_The task_. Spot each line in the data below containing "spawn" and copy it.

_Data records_.
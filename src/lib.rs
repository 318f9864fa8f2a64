//! Health finder: locate the nearest suitable medical facility in an emergency.
//!
//! The emergency flow is [`session::EmergencySession`], which drives
//! [`location::LocationResolver`] and [`matcher::find_nearest`]. The rest of
//! the crate is the terminal front end around it.

pub mod app;
pub mod config;
pub mod db;
pub mod events;
pub mod geo;
pub mod location;
pub mod logging;
pub mod matcher;
pub mod models;
pub mod session;
pub mod ui;
use crate::geo::Coordinates;
use csv::ReaderBuilder;
use serde::{Deserialize, Deserializer, Serialize};
use std::collections::HashSet;
use std::fs;
use std::path::{Path, PathBuf};
use thiserror::Error;
use tracing::{error, info, warn};

/// Facility type as labelled in directory files. Unknown labels become `Other`.
#[derive(Debug, Clone, Copy, PartialEq, Eq, Serialize, Deserialize)]
#[serde(from = "String", into = "String")]
pub enum FacilityKind {
    Hospital,
    Clinic,
    Pharmacy,
    DiagnosticCenter,
    DentalClinic,
    OpticalCenter,
    Gym,
    Spa,
    SpecialistCenter,
    PhysiotherapyClinic,
    Other,
}

impl From<String> for FacilityKind {
    fn from(label: String) -> Self {
        FacilityKind::from_label(&label)
    }
}

impl From<FacilityKind> for String {
    fn from(kind: FacilityKind) -> Self {
        kind.label().to_string()
    }
}

impl FacilityKind {
    const ALL: [FacilityKind; 10] = [
        FacilityKind::Hospital,
        FacilityKind::Clinic,
        FacilityKind::Pharmacy,
        FacilityKind::DiagnosticCenter,
        FacilityKind::DentalClinic,
        FacilityKind::OpticalCenter,
        FacilityKind::Gym,
        FacilityKind::Spa,
        FacilityKind::SpecialistCenter,
        FacilityKind::PhysiotherapyClinic,
    ];

    pub fn label(self) -> &'static str {
        match self {
            FacilityKind::Hospital => "Hospital",
            FacilityKind::Clinic => "Clinic",
            FacilityKind::Pharmacy => "Pharmacy",
            FacilityKind::DiagnosticCenter => "Diagnostic Center",
            FacilityKind::DentalClinic => "Dental Clinic",
            FacilityKind::OpticalCenter => "Optical Center",
            FacilityKind::Gym => "Gym",
            FacilityKind::Spa => "Spa",
            FacilityKind::SpecialistCenter => "Specialist Center",
            FacilityKind::PhysiotherapyClinic => "Physiotherapy Clinic",
            FacilityKind::Other => "Other",
        }
    }

    /// Case-insensitive label lookup.
    pub fn from_label(label: &str) -> Self {
        let label = label.trim();
        Self::ALL
            .into_iter()
            .find(|k| k.label().eq_ignore_ascii_case(label))
            .unwrap_or(FacilityKind::Other)
    }
}

/// A healthcare facility as loaded from the directory.
///
/// `coordinates` is `None` when the source record had no usable position;
/// such facilities stay listed but are never picked by the matcher.
#[derive(Debug, Clone, PartialEq, Serialize, Deserialize)]
#[serde(rename_all = "camelCase")]
pub struct Facility {
    pub id: String,
    pub name: String,
    #[serde(default)]
    pub address: String,
    #[serde(default, deserialize_with = "lenient_coordinates")]
    pub coordinates: Option<Coordinates>,
    #[serde(rename = "type", default = "default_kind")]
    pub kind: FacilityKind,
    #[serde(default)]
    pub services: Vec<String>,
    #[serde(default)]
    pub phone: Option<String>,
    #[serde(default)]
    pub opening_hours: Option<String>,
    #[serde(default)]
    pub image_url: Option<String>,
}

fn default_kind() -> FacilityKind {
    FacilityKind::Other
}

// Directory files are hand-maintained; a bad coordinate pair should drop the
// position, not the whole file.
fn lenient_coordinates<'de, D>(deserializer: D) -> Result<Option<Coordinates>, D::Error>
where
    D: Deserializer<'de>,
{
    let value = Option::<serde_json::Value>::deserialize(deserializer)?;
    Ok(value.and_then(|v| {
        let lat = v.get("lat")?.as_f64()?;
        let lng = v.get("lng")?.as_f64()?;
        Some(Coordinates::new(lat, lng))
    }))
}

impl Facility {
    /// Coordinates usable for distance ranking, if any.
    pub fn valid_coordinates(&self) -> Option<Coordinates> {
        self.coordinates.filter(Coordinates::is_valid)
    }

    /// Case-insensitive substring match against every advertised service.
    pub fn offers_service(&self, keyword: &str) -> bool {
        let keyword = keyword.to_lowercase();
        self.services
            .iter()
            .any(|s| s.to_lowercase().contains(&keyword))
    }
}

/// The kind of emergency a user declares in the dialog.
#[derive(Debug, Clone, Copy, PartialEq, Eq, Serialize, Deserialize)]
pub enum EmergencyCategory {
    Accident,
    Maternity,
    GeneralMedical,
}

impl EmergencyCategory {
    pub const ALL: [EmergencyCategory; 3] = [
        EmergencyCategory::Accident,
        EmergencyCategory::Maternity,
        EmergencyCategory::GeneralMedical,
    ];

    /// Service keyword a facility must advertise to count as specialised.
    pub fn required_service(self) -> &'static str {
        match self {
            EmergencyCategory::Accident | EmergencyCategory::GeneralMedical => "emergency care",
            EmergencyCategory::Maternity => "maternity",
        }
    }

    pub fn label(self) -> &'static str {
        match self {
            EmergencyCategory::Accident => "Accident / Injury",
            EmergencyCategory::Maternity => "Maternity / Labour",
            EmergencyCategory::GeneralMedical => "Other Medical Emergency",
        }
    }
}

#[derive(Debug, Error)]
pub enum DirectoryError {
    #[error("Failed to read {}: {source}", path.display())]
    Io {
        path: PathBuf,
        source: std::io::Error,
    },

    #[error("Invalid facility JSON in {}: {source}", path.display())]
    Json {
        path: PathBuf,
        source: serde_json::Error,
    },

    #[error("Invalid facility CSV in {}: {source}", path.display())]
    Csv { path: PathBuf, source: csv::Error },

    #[error("{} is missing required column '{column}'", path.display())]
    MissingColumn { path: PathBuf, column: &'static str },

    #[error("Unsupported directory file {}; expected .json or .csv", path.display())]
    UnsupportedFormat { path: PathBuf },
}

/// Read-only, ordered collection of facilities.
///
/// Iteration order is the order files were listed in and records appeared in
/// them. The matcher breaks distance ties by this order.
#[derive(Debug, Clone, Default)]
pub struct FacilityDirectory {
    facilities: Vec<Facility>,
}

impl FacilityDirectory {
    /// Builds a directory, keeping the first record for any repeated id.
    pub fn from_facilities(facilities: Vec<Facility>) -> Self {
        let mut seen = HashSet::new();
        let mut kept = Vec::with_capacity(facilities.len());
        for facility in facilities {
            if seen.insert(facility.id.clone()) {
                kept.push(facility);
            } else {
                warn!("Duplicate facility id '{}' ignored", facility.id);
            }
        }
        Self { facilities: kept }
    }

    /// Loads every path in order. Files that fail to load are logged and skipped.
    pub fn load<P: AsRef<Path>>(paths: &[P]) -> Self {
        let mut all = Vec::new();
        for path in paths {
            let path = path.as_ref();
            match load_facility_file(path) {
                Ok(mut facilities) => {
                    info!("Loaded {} facilities from {}", facilities.len(), path.display());
                    all.append(&mut facilities);
                }
                Err(e) => error!("Skipping facility file: {}", e),
            }
        }
        Self::from_facilities(all)
    }

    pub fn facilities(&self) -> &[Facility] {
        &self.facilities
    }

    pub fn get(&self, id: &str) -> Option<&Facility> {
        self.facilities.iter().find(|f| f.id == id)
    }

    pub fn len(&self) -> usize {
        self.facilities.len()
    }

    pub fn is_empty(&self) -> bool {
        self.facilities.is_empty()
    }
}

/// Picks the reader by file extension.
pub fn load_facility_file(path: &Path) -> Result<Vec<Facility>, DirectoryError> {
    let ext = path
        .extension()
        .and_then(|e| e.to_str())
        .map(str::to_ascii_lowercase);
    match ext.as_deref() {
        Some("json") => load_facilities_json(path),
        Some("csv") => load_facilities_csv(path),
        _ => Err(DirectoryError::UnsupportedFormat {
            path: path.to_path_buf(),
        }),
    }
}

pub fn load_facilities_json(path: &Path) -> Result<Vec<Facility>, DirectoryError> {
    let content = fs::read_to_string(path).map_err(|source| DirectoryError::Io {
        path: path.to_path_buf(),
        source,
    })?;
    serde_json::from_str(&content).map_err(|source| DirectoryError::Json {
        path: path.to_path_buf(),
        source,
    })
}

/// Reads a CSV export with a header row.
///
/// Columns are found case-insensitively; `services` is `;`-separated.
/// Rows with a blank id or unreadable fields are skipped.
pub fn load_facilities_csv(path: &Path) -> Result<Vec<Facility>, DirectoryError> {
    let csv_err = |source| DirectoryError::Csv {
        path: path.to_path_buf(),
        source,
    };
    let mut rdr = ReaderBuilder::new()
        .has_headers(true)
        .flexible(true)
        .from_path(path)
        .map_err(csv_err)?;

    let headers = rdr.headers().map_err(csv_err)?.clone();

    // Helper to find column index case-insensitively
    let find_col = |name: &str| {
        headers.iter().position(|h| {
            h.trim_start_matches('\u{feff}')
                .trim()
                .eq_ignore_ascii_case(name)
        })
    };
    let required = |column: &'static str| {
        find_col(column).ok_or_else(|| DirectoryError::MissingColumn {
            path: path.to_path_buf(),
            column,
        })
    };

    let id_idx = required("id")?;
    let name_idx = required("name")?;
    let address_idx = find_col("address");
    let lat_idx = find_col("lat");
    let lng_idx = find_col("lng");
    let type_idx = find_col("type");
    let services_idx = find_col("services");
    let phone_idx = find_col("phone");
    let hours_idx = find_col("opening_hours");

    let mut facilities = Vec::new();
    for (line, result) in rdr.records().enumerate() {
        let record = match result {
            Ok(r) => r,
            Err(e) => {
                warn!("{}: skipping unreadable row {}: {}", path.display(), line + 2, e);
                continue;
            }
        };

        let get_val = |idx: Option<usize>| {
            idx.and_then(|i| record.get(i))
                .map(str::trim)
                .filter(|s| !s.is_empty())
        };

        let Some(id) = get_val(Some(id_idx)) else {
            warn!("{}: skipping row {} with no id", path.display(), line + 2);
            continue;
        };

        let coordinates = match (
            get_val(lat_idx).and_then(|s| s.parse::<f64>().ok()),
            get_val(lng_idx).and_then(|s| s.parse::<f64>().ok()),
        ) {
            (Some(lat), Some(lng)) => Some(Coordinates::new(lat, lng)),
            _ => None,
        };

        let services = get_val(services_idx)
            .map(|s| {
                s.split(';')
                    .map(str::trim)
                    .filter(|s| !s.is_empty())
                    .map(String::from)
                    .collect()
            })
            .unwrap_or_default();

        facilities.push(Facility {
            id: id.to_string(),
            name: get_val(Some(name_idx)).unwrap_or("Unnamed facility").to_string(),
            address: get_val(address_idx).unwrap_or("").to_string(),
            coordinates,
            kind: get_val(type_idx)
                .map(FacilityKind::from_label)
                .unwrap_or(FacilityKind::Other),
            services,
            phone: get_val(phone_idx).map(String::from),
            opening_hours: get_val(hours_idx).map(String::from),
            image_url: None,
        });
    }
    Ok(facilities)
}
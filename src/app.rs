use crate::db::{PreferenceDb, SavedLocation};
use crate::events::Event;
use crate::geo::Coordinates;
use crate::location::{GeolocationProvider, LocationError, LocationResolver, Resolution};
use crate::models::{EmergencyCategory, FacilityDirectory};
use crate::session::EmergencySession;
use crossterm::event::{KeyCode, KeyEvent};
use std::sync::Arc;
use tokio::sync::mpsc::UnboundedSender;
use tokio::task::JoinHandle;
use tracing::{error, info, warn};

#[derive(Debug, PartialEq, Clone, Copy, Default)]
pub enum ViewMode {
    #[default]
    Dashboard,
    Settings,
}

impl ViewMode {
    pub fn from_name(name: &str) -> Self {
        if name.trim().eq_ignore_ascii_case("settings") {
            ViewMode::Settings
        } else {
            ViewMode::Dashboard
        }
    }
}

pub struct App {
    pub view_mode: ViewMode,
    pub directory: Arc<FacilityDirectory>,
    pub selected_index: usize,
    pub tick_count: usize,
    pub should_quit: bool,

    // Emergency flow
    pub session: EmergencySession,
    resolver: LocationResolver,
    pending_lookup: Option<JoinHandle<()>>,

    // Saved default location (settings view)
    prefs: Arc<PreferenceDb>,
    pub saved_location: Option<SavedLocation>,
    pub settings_message: Option<String>,
    pending_pin: Option<JoinHandle<()>>,

    tx: UnboundedSender<Event>,
}

impl App {
    pub fn new(
        directory: Arc<FacilityDirectory>,
        prefs: Arc<PreferenceDb>,
        provider: Arc<dyn GeolocationProvider>,
        tx: UnboundedSender<Event>,
        view_mode: ViewMode,
    ) -> Self {
        let resolver = LocationResolver::new(prefs.clone(), provider);
        let saved_location = prefs.saved_location_details();
        Self {
            view_mode,
            directory,
            selected_index: 0,
            tick_count: 0,
            should_quit: false,
            session: EmergencySession::new(),
            resolver,
            pending_lookup: None,
            prefs,
            saved_location,
            settings_message: None,
            pending_pin: None,
            tx,
        }
    }

    pub fn handle_event(&mut self, event: Event) {
        match event {
            Event::Tick => self.on_tick(),
            Event::Input(key) => self.handle_key(key),
            Event::LocationResolved { token, source } => {
                if self
                    .session
                    .complete_location(token, source, self.directory.facilities())
                {
                    self.pending_lookup = None;
                }
            }
            Event::PinnedLocation(result) => self.on_pinned_location(result),
            Event::InputClosed => {
                warn!("Terminal input closed; shutting down");
                self.abort_lookup();
                if let Some(pin) = self.pending_pin.take() {
                    pin.abort();
                }
                self.should_quit = true;
            }
        }
    }

    pub fn on_tick(&mut self) {
        self.tick_count = self.tick_count.wrapping_add(1);
    }

    pub fn handle_key(&mut self, key: KeyEvent) {
        // The dialog is modal
        if self.session.is_open() {
            self.handle_dialog_key(key);
            return;
        }

        match self.view_mode {
            ViewMode::Dashboard => self.handle_dashboard_key(key),
            ViewMode::Settings => self.handle_settings_key(key),
        }
    }

    fn handle_dashboard_key(&mut self, key: KeyEvent) {
        let count = self.directory.len();
        match key.code {
            KeyCode::Char('q') => self.should_quit = true,
            KeyCode::Char('e') | KeyCode::Char('!') => self.open_emergency(),
            KeyCode::Char('s') | KeyCode::Char('2') => self.view_mode = ViewMode::Settings,
            KeyCode::Down | KeyCode::Char('j') => {
                if count > 0 {
                    self.selected_index = (self.selected_index + 1) % count;
                }
            }
            KeyCode::Up | KeyCode::Char('k') => {
                if count > 0 {
                    self.selected_index = self.selected_index.checked_sub(1).unwrap_or(count - 1);
                }
            }
            _ => {}
        }
    }

    fn handle_settings_key(&mut self, key: KeyEvent) {
        match key.code {
            KeyCode::Char('q') | KeyCode::Esc | KeyCode::Char('1') => {
                self.view_mode = ViewMode::Dashboard
            }
            KeyCode::Char('e') | KeyCode::Char('!') => self.open_emergency(),
            KeyCode::Char('p') => self.pin_live_location(),
            KeyCode::Char('c') => self.clear_saved_location(),
            _ => {}
        }
    }

    fn handle_dialog_key(&mut self, key: KeyEvent) {
        match key.code {
            KeyCode::Esc | KeyCode::Char('q') => self.close_emergency(),
            KeyCode::Enter if !self.session.snapshot().location_loading => {
                if self.session.snapshot().confirmed {
                    self.close_emergency();
                }
            }
            KeyCode::Char('1') => self.select_category(EmergencyCategory::Accident),
            KeyCode::Char('2') => self.select_category(EmergencyCategory::Maternity),
            KeyCode::Char('3') => self.select_category(EmergencyCategory::GeneralMedical),
            _ => {}
        }
    }

    pub fn open_emergency(&mut self) {
        self.abort_lookup();
        self.session.open();
    }

    pub fn close_emergency(&mut self) {
        self.abort_lookup();
        self.session.close();
    }

    /// Starts location resolution for the chosen category.
    ///
    /// A saved location resolves and matches inside this call, so the dialog
    /// never shows a loading frame for it. Live lookups run on a task that
    /// reports back through [`Event::LocationResolved`].
    pub fn select_category(&mut self, category: EmergencyCategory) {
        let Some(token) = self.session.select_category(category) else {
            return;
        };

        match self.resolver.begin() {
            Resolution::Ready(source) => {
                self.session
                    .complete_location(token, source, self.directory.facilities());
            }
            Resolution::Pending(lookup) => {
                let tx = self.tx.clone();
                self.pending_lookup = Some(tokio::spawn(async move {
                    let source = lookup.await;
                    let _ = tx.send(Event::LocationResolved { token, source });
                }));
            }
        }
    }

    fn abort_lookup(&mut self) {
        if let Some(handle) = self.pending_lookup.take() {
            handle.abort();
        }
    }

    fn pin_live_location(&mut self) {
        if self.pending_pin.as_ref().is_some_and(|h| !h.is_finished()) {
            return;
        }
        self.settings_message = Some("Looking up your current location...".to_string());
        let provider = self.resolver.provider();
        let tx = self.tx.clone();
        self.pending_pin = Some(tokio::spawn(async move {
            let result = provider.current_position().await;
            let _ = tx.send(Event::PinnedLocation(result));
        }));
    }

    fn on_pinned_location(&mut self, result: Result<Coordinates, LocationError>) {
        self.pending_pin = None;
        let coords = match result {
            Ok(coords) => coords,
            Err(e) => {
                self.settings_message = Some(format!("Could not get your location: {}", e));
                return;
            }
        };
        let label = format!("Current location {}", coords);
        match self.prefs.save_location(coords, Some(&label)) {
            Ok(()) => {
                self.saved_location = self.prefs.saved_location_details();
                self.settings_message = Some(format!("Saved {} as your emergency location", coords));
            }
            Err(e) => {
                error!("Failed to save default location: {}", e);
                self.settings_message = Some(format!("Could not save location: {}", e));
            }
        }
    }

    fn clear_saved_location(&mut self) {
        match self.prefs.clear_saved_location() {
            Ok(()) => {
                self.saved_location = None;
                self.settings_message = Some("Saved location cleared".to_string());
                info!("Saved location cleared from settings");
            }
            Err(e) => {
                error!("Failed to clear default location: {}", e);
                self.settings_message = Some(format!("Could not clear location: {}", e));
            }
        }
    }
}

_Answer_.
                self.pending_lookup = Some(tokio::spawn(async move {
        self.pending_pin = Some(tokio::spawn(async move {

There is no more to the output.